Interpretive Summary:

Technical Abstract: In chickens Clostridium perfringens (Cp) is the etiologic agent of necrotic enteritis and causes gas gangrene along with being the third leading cause of bacterial food-borne gastroenteritis in humans. While the disease in poultry can be controlled by antibiotics, there is increasing pressure to ban antimicrobial growth promoters (AGP) in animal feed. Bans of AGP’s have yielded an increased incidence of Cp-associated necrotic enteritis in poultry which could potentially threaten human health.

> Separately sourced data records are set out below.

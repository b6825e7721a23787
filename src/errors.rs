use std::io;
use std::path::PathBuf;

use thiserror::Error;

use crate::types::Label;

/// Error type for wildcard validation, document handling, and index failures.
#[derive(Debug, Error)]
pub enum ConfigError {
    #[error("wrong kind for '{label}': {details}")]
    Kind { label: Label, details: String },
    #[error("invalid value for '{label}': {details}")]
    Value { label: Label, details: String },
    #[error("'{name}' not found")]
    NotFound { name: String },
    #[error("'{label}' is required and cannot be removed")]
    Required { label: Label },
    #[error("'{label}' is not iterable")]
    NotIterable { label: Label },
    #[error("path does not exist: {}", path.display())]
    PathNotExist { path: PathBuf },
    #[error("malformed configuration document: {0}")]
    Document(String),
    #[error("dataset index failure: {reason}")]
    Index { reason: String },
    #[error(transparent)]
    Pattern(#[from] regex::Error),
    #[error(transparent)]
    Io(#[from] io::Error),
    #[error(transparent)]
    Json(#[from] serde_json::Error),
}
use indexmap::IndexMap;

/// Wildcard label (bare identifier).
/// Examples: `subject`, `func_task`, `funcPrefix`
pub type Label = String;
/// Group name (alphanumeric).
/// Examples: `bids`, `paths`, `templates`
pub type GroupName = String;
/// Model name (alphanumeric plus `._- `).
/// Example: `fmri-preproc config`
pub type ModelName = String;
/// Canonical or abbreviated filename field name.
/// Examples: `subject`, `sub`, `acquisition`, `acq`
pub type FieldName = String;
/// File-type name from the catalog.
/// Examples: `anat`, `func`, `fmap`, `physio`
pub type FileTypeName = String;
/// Subject identifier as it appears in filenames.
/// Examples: `1`, `04`, `control12`
pub type SubjectId = String;
/// Filename-construction template text.
/// Example: `sub-{subject}_task-{func_task}_{func_suffix}`
pub type TemplateText = String;
/// Resolution log line.
/// Example: `subject 3 not included. Has 4 of 6 required files.`
pub type LogLine = String;
/// Query constraints handed to a dataset index: field name to accepted values.
/// A file matches when every constrained field decodes to one of the values.
pub type Constraints = IndexMap<FieldName, Vec<String>>;

/// Sidecar metadata for one dataset file, as parsed JSON.
pub type MetadataMap = serde_json::Map<String, serde_json::Value>;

Consequently, screening of bacteriophages lytic for Cp was performed utilizing filtered samples obtained from poultry intestinal material, soil, sewage and poultry processing drainage in the southeastern USA. Bacteriophages had icosohedral heads with approximate 100 nm tails characteristic of the Siphoviridae family in the order Caudovirales and DNA genomes of approximately 40kb. Interestingly each one of the phages had host ranges restricted to specific Cp isolates. Two putative lytic enzyme genes from phiCP39O and phiCP26F were cloned, expressed in E. coli and the proteins purified to homogeneity. The actual Edman degradation/mass spectrometry and predicted amino acid sequences of the two recombinant proteins were homologous to amidases. The phage amidases were identical at the C-terminus (cell-wall binding domain), but only 55 per cent similar to each other at their N-terminal catalytic domain. Both recombinant lytic enzymes were able to lyse parental phage host strains of Cp as well as other Cp isolates assayed but not other clostridial species. Phage host-range specificity supports the use of phage lytic proteins rather than use of whole-phage preparations to control disease-causing bacteria.